Divina intervención



   Intervención Divina es una crónica de amor y de dolor, simple y compleja, con varias historias situadas en Jerusalem. Un autorretrato contemplativo, inexpresivo, casi silente, que podría recordar a Jacques Tati, Bresson o Kiarostami. 

   Personajes anónimos realizan cosas inexplicables, absurdas, como arrojar bolsas de basura al jardín vecino, esperar en un paradero donde no pasan buses, o destruir un pedazo de pista, como si esas actitudes pudieran explicar un comportamiento más general.  

   La inmovilidad de la cámara y los pocos diálogos obligan al espectador a interpretar las situaciones de manera más directa.

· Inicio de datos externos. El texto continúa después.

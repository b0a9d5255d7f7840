//! Simulation step
//!
//! One call advances the whole world by `dt` seconds in a fixed order:
//! player input, player physics, enemies, the sword swing, then progression.

use serde::Serialize;

use super::state::{GamePhase, GameState};
use super::{ai, combat, notify, physics, progression};

/// Input commands for a single frame
#[derive(Debug, Clone, Default)]
pub struct TickInput {
    /// Horizontal axis, -1.0 (left) to 1.0 (right)
    pub move_x: f32,
    /// Jump requested this frame
    pub jump: bool,
    /// Attack requested this frame
    pub attack: bool,
    /// A host-side modal is covering the game
    pub modal_active: bool,
}

impl TickInput {
    /// Combine held left/right keys; pressing both cancels out
    pub fn from_keys(left: bool, right: bool) -> Self {
        let move_x = f32::from(u8::from(right)) - f32::from(u8::from(left));
        Self {
            move_x,
            ..Default::default()
        }
    }
}

/// Turns host timestamps into simulation steps.
///
/// The step is clamped so a stalled host never hands the world a long jump
/// in time; a slow host sees slow motion instead.
#[derive(Debug, Clone, Serialize)]
pub struct FrameClock {
    last_ms: Option<f64>,
    max_dt: f32,
}

impl FrameClock {
    pub fn new(max_dt: f32) -> Self {
        Self {
            last_ms: None,
            max_dt,
        }
    }

    /// Restart timing from `now_ms`
    pub fn reset(&mut self, now_ms: f64) {
        self.last_ms = Some(now_ms);
    }

    /// Seconds to simulate for a frame at `now_ms`. The first frame is empty.
    pub fn advance(&mut self, now_ms: f64) -> f32 {
        let dt = match self.last_ms {
            Some(last) => ((now_ms - last) / 1000.0) as f32,
            None => 0.0,
        };
        self.last_ms = Some(now_ms);
        dt.clamp(0.0, self.max_dt)
    }

    /// Timestamp of the most recent frame
    pub fn last_ms(&self) -> Option<f64> {
        self.last_ms
    }
}

impl GameState {
    /// Run one host frame: derive the step from the timestamp and tick
    pub fn frame(&mut self, input: &TickInput, now_ms: f64) -> f32 {
        let dt = self.clock.advance(now_ms);
        tick(self, input, dt);
        dt
    }
}

/// Advance the game state by `dt` seconds
pub fn tick(state: &mut GameState, input: &TickInput, dt: f32) {
    state.events.clear();

    if dt <= 0.0 {
        return;
    }
    match state.phase {
        GamePhase::Ready | GamePhase::Ended { .. } => return,
        GamePhase::Playing | GamePhase::Interrupted { .. } => {}
    }

    // A notification or host modal swallows input, the world keeps going
    let input_blocked =
        input.modal_active || matches!(state.phase, GamePhase::Interrupted { .. });
    if !input_blocked && !state.player.is_dying() {
        if input.attack {
            combat::begin_attack(state);
        }
        physics::apply_player_input(state, input, dt);
    }

    physics::step_player(state, dt);
    ai::update_enemies(state, dt);
    combat::update_swing(state, dt);
    if state.is_ended() {
        return;
    }

    progression::collect_goals(state);
    if state.is_ended() {
        return;
    }

    notify::update(state, dt);
    progression::update_death(state, dt);

    state.game_time += dt;
}

#[cfg(test)]
mod tests {
    use super::*;
    use crate::consts::*;
    use crate::settings::Settings;
    use crate::sim::state::{AiState, GameEvent, PlayerLife};
    use glam::Vec2;

    const DT: f32 = 1.0 / 60.0;

    fn quiet_settings() -> Settings {
        Settings {
            notifications: false,
            ..Settings::default()
        }
    }

    fn playing(seed: u64, level: u32) -> GameState {
        let mut state = GameState::with_settings(seed, level, quiet_settings());
        state.start(0.0);
        state
    }

    #[test]
    fn test_ready_state_does_not_advance() {
        let mut state = GameState::new(12345);
        let before = state.player.body.pos;
        tick(&mut state, &TickInput::from_keys(false, true), DT);
        assert_eq!(state.player.body.pos, before);
        assert_eq!(state.game_time, 0.0);
    }

    #[test]
    fn test_player_settles_on_ground_after_start() {
        let mut state = playing(12345, 1);
        for _ in 0..120 {
            tick(&mut state, &TickInput::default(), DT);
        }
        assert!(state.player.body.on_ground);
        assert_eq!(state.player.body.rect().bottom(), 580.0);
        assert!(state.game_time > 1.9);
    }

    #[test]
    fn test_frame_clock_clamps_stalls() {
        let mut clock = FrameClock::new(MAX_FRAME_DT);
        assert_eq!(clock.advance(1_000.0), 0.0);
        assert!((clock.advance(1_010.0) - 0.010).abs() < 1e-6);
        assert_eq!(clock.advance(3_000.0), MAX_FRAME_DT);
        // Time going backwards never yields a negative step
        assert_eq!(clock.advance(2_000.0), 0.0);
        assert_eq!(clock.last_ms(), Some(2_000.0));
    }

    #[test]
    fn test_frame_uses_host_timestamps() {
        let mut state = playing(1, 1);
        let dt = state.frame(&TickInput::default(), 500.0);
        assert_eq!(dt, MAX_FRAME_DT);
        let dt = state.frame(&TickInput::default(), 508.0);
        assert!((dt - 0.008).abs() < 1e-6);
    }

    #[test]
    fn test_from_keys_cancels_opposites() {
        assert_eq!(TickInput::from_keys(true, true).move_x, 0.0);
        assert_eq!(TickInput::from_keys(true, false).move_x, -1.0);
        assert_eq!(TickInput::from_keys(false, true).move_x, 1.0);
    }

    #[test]
    fn test_modal_blocks_input_not_physics() {
        let mut state = playing(7, 1);
        state.player.body.pos.y = 300.0;
        state.player.body.on_ground = false;
        let x = state.player.body.pos.x;

        let input = TickInput {
            move_x: 1.0,
            jump: true,
            attack: true,
            modal_active: true,
        };
        tick(&mut state, &input, DT);

        assert_eq!(state.player.body.pos.x, x);
        assert!(!state.player.is_attacking());
        assert!(state.player.body.pos.y > 300.0, "gravity keeps running");
    }

    #[test]
    fn test_notification_blocks_input_until_dismissed() {
        let mut state = GameState::new(9);
        state.enemies.clear();
        state.start(0.0);
        let mut shown = false;
        for _ in 0..400 {
            tick(&mut state, &TickInput::default(), DT);
            if state.active_notification().is_some() {
                shown = true;
                break;
            }
        }
        assert!(shown);

        let x = state.player.body.pos.x;
        let right = TickInput::from_keys(false, true);
        tick(&mut state, &right, DT);
        assert_eq!(state.player.body.pos.x, x);

        state.dismiss_notification();
        tick(&mut state, &right, DT);
        assert!(state.player.body.pos.x > x);
    }

    #[test]
    fn test_last_contact_hit_ends_in_defeat() {
        let mut state = playing(8, 1);
        // Tutorial enemy on platform 1 (x 150..400, y 500), player right beside it
        state.player.body.pos = Vec2::new(270.0, 455.0);
        state.player.health = CONTACT_DAMAGE;
        let enemy = &mut state.enemies[0];
        enemy.body.pos = Vec2::new(250.0, 470.0);
        enemy.ai = AiState::Aggressive;

        tick(&mut state, &TickInput::default(), DT);
        assert_eq!(state.player.health, 0);
        assert!(
            state
                .events
                .iter()
                .any(|e| matches!(e, GameEvent::PlayerHit { damage, .. } if *damage == CONTACT_DAMAGE))
        );
        assert!(matches!(state.player.life, PlayerLife::Dying { .. }));
        assert!(state.events.contains(&GameEvent::GameOver));

        for _ in 0..200 {
            tick(&mut state, &TickInput::default(), DT);
            if state.is_ended() {
                break;
            }
        }
        let outcome = state.outcome().expect("should have ended");
        assert!(!outcome.won);

        // Ended sessions ignore further ticks
        let pos = state.player.body.pos;
        tick(&mut state, &TickInput::default(), DT);
        assert_eq!(state.player.body.pos, pos);
    }

    #[test]
    fn test_walking_onto_goal_scores() {
        let mut state = playing(3, 1);
        state.enemies.clear();
        let goal = state.goals[0].center();
        state.player.body.pos = Vec2::new(goal.x - 22.5, 455.0);

        for _ in 0..30 {
            tick(&mut state, &TickInput::default(), DT);
        }
        assert!(state.goals[0].is_collected());
        assert_eq!(state.score, GOAL_BONUS);
    }

    #[test]
    fn test_determinism() {
        let mut state1 = playing(99999, 3);
        let mut state2 = playing(99999, 3);

        let inputs = [
            TickInput::from_keys(false, true),
            TickInput {
                jump: true,
                ..Default::default()
            },
            TickInput {
                attack: true,
                ..TickInput::from_keys(true, false)
            },
            TickInput::default(),
        ];

        for _ in 0..150 {
            for input in &inputs {
                tick(&mut state1, input, DT);
                tick(&mut state2, input, DT);
            }
        }

        assert_eq!(state1.player.body.pos, state2.player.body.pos);
        assert_eq!(state1.player.health, state2.player.health);
        assert_eq!(state1.score, state2.score);
        assert_eq!(state1.enemies.len(), state2.enemies.len());
        for (a, b) in state1.enemies.iter().zip(&state2.enemies) {
            assert_eq!(a.id, b.id);
            assert_eq!(a.body.pos, b.body.pos);
            assert_eq!(a.ai, b.ai);
        }
    }
}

Por ello, la música adquiere otra dimensión. El director palestino Elia Suleiman dice que “una razón del silencio es porque la imagen no tiene límites en cuanto a su capacidad de decir y de crear cuadros visuales para multiplicar la posibilidad de lecturas”.

   El mismo Suleiman visita a su padre enfermo en un hospital, y ambos permanecen mudos. Luego estaciona su auto cerca a un puesto de vigilancia entre Ramallah y Jerusalem, y coge la mano de una mujer, acariciándola como si hicieran el amor. Todo es sugerido, figurado, como el globo con el rostro de Arafat volando sobre la ciudad, o el estallido de un tanque de guerra. Imágenes simples que muestran la “estetización” de una realidad conflictiva.

  “Es una película de resistencia, no de paz”, dice Suleiman. “Lo es en su creación de un espacio poético, en la invención de imágenes sensuales, en su manera de ironizar sobre las estructuras de poder, en su modo de provocar un deseo”.